- Born: Frances Willard Cranmer June 28, 1890 Aberdeen, South Dakota, U.S.
- Died: May 24, 1981 (aged 90) Medina, Minnesota, U.S.
- Resting place: Lakewood Cemetery
- Style: Painting
- Movement: Modernism

= Frances Cranmer Greenman =

American painter (1890–1981)

Frances Cranmer Greenman (June 28, 1890 – May 24, 1981) was an American portrait painter, critic and columnist.

==Early life and education==
Frances Willard Cranmer was born on June 28, 1890, in a log cabin in Aberdeen, South Dakota. Her parents were Hon. Simeon Harris Cranmer, and the suffragist, Emma Amelia Cranmer. She was named for suffragist Frances Willard. At 15, she attended the Wisconsin Academy of Art. At 16, she attended the Corcoran School of Art in Washington, D.C. In the 1900s, she studied with William Merritt Chase and Robert Henri in New York City. She won a gold medal from Corcoran in 1908.

==Career==
She moved to Minneapolis in the 1910s. She had her first major exhibition in 1913 at the Handicraft Guild. She went back to New York for several years before settling at the Hampshire Arms Hotel. Her permanent studio was on the fifth floor of the building and was painted completely black for her portraiture.

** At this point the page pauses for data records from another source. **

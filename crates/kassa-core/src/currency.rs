//! # Currency Registry
//!
//! The closed set of currencies Kassa POS can price and report in.
//!
//! ## Registry Layout
//! ```text
//! ┌─────────────────────────────────────────────────────────────────────────┐
//! │                         Currency Registry                               │
//! │                                                                         │
//! │  Code   Name                  Symbol   Locale   Decimals   Placement   │
//! │  ────   ────────────────────  ──────   ──────   ────────   ─────────   │
//! │  USD    US Dollar             $        en-US    2          $1,234.50   │
//! │  EUR    Euro                  €        de-DE    2          1.234,50 €  │
//! │  GBP    British Pound         £        en-GB    2          £1,234.50   │
//! │  CAD    Canadian Dollar       C$       en-CA    2          C$1,234.50  │
//! │  KSH    Kenyan Shilling       KSh      en-KE    0          KSh 1,235   │
//! │  ZAR    South African Rand    R        en-ZA    2          R 1 234,50  │
//! │                                                                         │
//! │  `supported_currencies()` ──► code / name / symbol (dropdowns)         │
//! │  `Currency::format_spec()` ─► locale conventions (formatting)          │
//! └─────────────────────────────────────────────────────────────────────────┘
//! ```
//!
//! ## Codes Are Case-Sensitive
//! `Currency::from_code("usd")` is `None`. Codes arrive from the database and
//! the dashboard already upper-cased; anything else is treated as unknown.

use serde::{Deserialize, Serialize};
use std::fmt;
use std::str::FromStr;
use ts_rs::TS;

use crate::error::CoreError;

// =============================================================================
// Currency
// =============================================================================

/// A supported currency.
///
/// Serializes as its registry code (`"USD"`, `"KSH"`, ...).
#[derive(Debug, Clone, Copy, PartialEq, Eq, Hash, PartialOrd, Ord, Serialize, Deserialize, TS)]
#[ts(export)]
#[allow(clippy::upper_case_acronyms)]
pub enum Currency {
    /// US Dollar
    USD,
    /// Euro
    EUR,
    /// British Pound
    GBP,
    /// Canadian Dollar
    CAD,
    /// Kenyan Shilling (registry code is KSH, not the ISO KES)
    KSH,
    /// South African Rand
    ZAR,
}

impl Currency {
    /// All registry currencies, in display order.
    pub const ALL: [Currency; 6] = [
        Currency::USD,
        Currency::EUR,
        Currency::GBP,
        Currency::CAD,
        Currency::KSH,
        Currency::ZAR,
    ];

    /// Returns the registry code.
    pub const fn code(&self) -> &'static str {
        match self {
            Currency::USD => "USD",
            Currency::EUR => "EUR",
            Currency::GBP => "GBP",
            Currency::CAD => "CAD",
            Currency::KSH => "KSH",
            Currency::ZAR => "ZAR",
        }
    }

    /// Returns the display name.
    pub const fn name(&self) -> &'static str {
        match self {
            Currency::USD => "US Dollar",
            Currency::EUR => "Euro",
            Currency::GBP => "British Pound",
            Currency::CAD => "Canadian Dollar",
            Currency::KSH => "Kenyan Shilling",
            Currency::ZAR => "South African Rand",
        }
    }

    /// Returns the display symbol.
    pub const fn symbol(&self) -> &'static str {
        match self {
            Currency::USD => "$",
            Currency::EUR => "€",
            Currency::GBP => "£",
            Currency::CAD => "C$",
            Currency::KSH => "KSh",
            Currency::ZAR => "R",
        }
    }

    /// Returns the locale formatting convention for this currency.
    pub const fn format_spec(&self) -> FormatSpec {
        match self {
            Currency::USD => FormatSpec::prefix("en-US", 2, ",", "."),
            Currency::EUR => FormatSpec {
                locale: "de-DE",
                decimal_places: 2,
                symbol_position: SymbolPosition::Suffix,
                symbol_spacing: true,
                group_separator: ".",
                decimal_separator: ",",
            },
            Currency::GBP => FormatSpec::prefix("en-GB", 2, ",", "."),
            Currency::CAD => FormatSpec::prefix("en-CA", 2, ",", "."),
            Currency::KSH => FormatSpec {
                symbol_spacing: true,
                ..FormatSpec::prefix("en-KE", 0, ",", ".")
            },
            Currency::ZAR => FormatSpec {
                symbol_spacing: true,
                ..FormatSpec::prefix("en-ZA", 2, "\u{a0}", ",")
            },
        }
    }

    /// Looks up a currency by its exact registry code.
    ///
    /// ## Example
    /// ```rust
    /// use kassa_core::Currency;
    ///
    /// assert_eq!(Currency::from_code("KSH"), Some(Currency::KSH));
    /// assert_eq!(Currency::from_code("XYZ"), None);
    /// ```
    pub fn from_code(code: &str) -> Option<Self> {
        Currency::ALL.into_iter().find(|c| c.code() == code)
    }

    /// Returns all registry currencies.
    pub fn all() -> Vec<Currency> {
        Currency::ALL.to_vec()
    }

    /// Returns the registry entry for this currency.
    pub const fn info(&self) -> CurrencyInfo {
        CurrencyInfo {
            code: self.code(),
            name: self.name(),
            symbol: self.symbol(),
        }
    }
}

impl fmt::Display for Currency {
    fn fmt(&self, f: &mut fmt::Formatter<'_>) -> fmt::Result {
        f.write_str(self.code())
    }
}

impl AsRef<str> for Currency {
    fn as_ref(&self) -> &str {
        self.code()
    }
}

impl FromStr for Currency {
    type Err = CoreError;

    fn from_str(s: &str) -> Result<Self, Self::Err> {
        Currency::from_code(s)
            .ok_or_else(|| CoreError::UnsupportedCurrency(s.to_string()))
    }
}

// =============================================================================
// Registry Entries
// =============================================================================

/// A `{code, name, symbol}` registry entry, as listed in currency pickers.
#[derive(Debug, Clone, Copy, PartialEq, Eq, Serialize)]
pub struct CurrencyInfo {
    pub code: &'static str,
    pub name: &'static str,
    pub symbol: &'static str,
}

/// Returns the static list of supported currencies.
pub fn supported_currencies() -> Vec<CurrencyInfo> {
    Currency::ALL.iter().map(Currency::info).collect()
}

// =============================================================================
// Locale Conventions
// =============================================================================

/// Where the symbol sits relative to the number.
#[derive(Debug, Clone, Copy, PartialEq, Eq)]
pub enum SymbolPosition {
    Prefix,
    Suffix,
}

/// Locale formatting convention for one currency.
///
/// ## Note
/// `decimal_places` is what locale-aware formatting uses. The fixed
/// formatter [`crate::format::format_currency`] has its own rule and does
/// not read this field.
#[derive(Debug, Clone, Copy, PartialEq, Eq)]
pub struct FormatSpec {
    /// BCP 47 locale tag the convention is modelled on.
    pub locale: &'static str,

    /// Fraction digits rendered.
    pub decimal_places: u32,

    pub symbol_position: SymbolPosition,

    /// Separate symbol and number with a no-break space.
    pub symbol_spacing: bool,

    /// Thousands separator.
    pub group_separator: &'static str,

    pub decimal_separator: &'static str,
}

impl FormatSpec {
    const fn prefix(
        locale: &'static str,
        decimal_places: u32,
        group_separator: &'static str,
        decimal_separator: &'static str,
    ) -> Self {
        FormatSpec {
            locale,
            decimal_places,
            symbol_position: SymbolPosition::Prefix,
            symbol_spacing: false,
            group_separator,
            decimal_separator,
        }
    }
}

// =============================================================================
// Currency Pair
// =============================================================================

/// A directed exchange-rate key: amounts in `from` times the rate give
/// amounts in `to`.
///
/// Codes are kept as strings so the converter can hold rates for codes
/// outside the registry.
#[derive(Debug, Clone, PartialEq, Eq, Hash, PartialOrd, Ord)]
pub struct CurrencyPair {
    pub from: String,
    pub to: String,
}

impl CurrencyPair {
    pub fn new(from: impl AsRef<str>, to: impl AsRef<str>) -> Self {
        CurrencyPair {
            from: from.as_ref().to_string(),
            to: to.as_ref().to_string(),
        }
    }

    /// The opposite direction. Nothing is derived from it; it is only a key.
    pub fn reversed(&self) -> Self {
        CurrencyPair {
            from: self.to.clone(),
            to: self.from.clone(),
        }
    }
}

impl fmt::Display for CurrencyPair {
    fn fmt(&self, f: &mut fmt::Formatter<'_>) -> fmt::Result {
        write!(f, "{}/{}", self.from, self.to)
    }
}

// =============================================================================
// Unit Tests
// =============================================================================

She was awarded a gold medal at the 1915 Minnesota State Fair for a group of three portraits.

Greenman was an established society painter in Minneapolis by the early 1920s and made portraits for Hollywood stars, politicians and socialites.

Her 1921 exhibition at the Bradstreet Gallery in Minneapolis was described in American Art News as "alternately gay and serious, prismatic and tonal." Greenman was awarded first prize in painting at the seventh and eighth annual exhibitions of Twin City Artists. Her portrait Jane won the prize for the eighth exhibition in 1922.

Greenman was replaced as a judge during the 1925 Iowa State Fair's Art Salon due to her modernist inclinations. Painter and exhibit head Charles Atherton Cumming postponed the art judging, first claiming that Greenman was ill. Greenman herself disputed this and Cumming went on to describe how she had been "converted to what she calls 'modern' art since I last viewed her exhibit." He explained that Iowa artists were "followers of 'white man's art'" and Greenman was replaced by one J. Laurie Wallace.

Following the Wall Street crash of 1929, Greenman left New York and supported her family by painting portraits for wealthy clients.

Greenman taught at the Minneapolis School of Art from 1941 to 1943. She also taught at the Art Institute of Chicago.

Her style was bold and informed by modernism. Her painting Pink Lotus depicted one David Painter and in a severe, flattened, and unflattering manner. While her earlier portraits were more adventurous, they became more conservative and conventional over time. Her 1922 work A Moment's Rest for Mrs. Hoscovics and her portraits of Polish immigrants in Wisconsin show that Greenman wanted to use her art to explore social issues.

Greenman painted portraits of many famous people, including conductor Emil Oberhoffer, Dolores del Río, and Mary Pickford. She painted the official governor's portrait of Karl Rolvaag. It is hung in the Minnesota State Capitol.

She wrote her autobiography, Higher Than the Sky in 1954. She also worked for the Minneapolis Sunday Tribune as a critic, writing the art column "Frances Greenman Says".

==Death==
Greenman died in Medina, Minnesota, on May 24, 1981. She was buried in Lakewood Cemetery.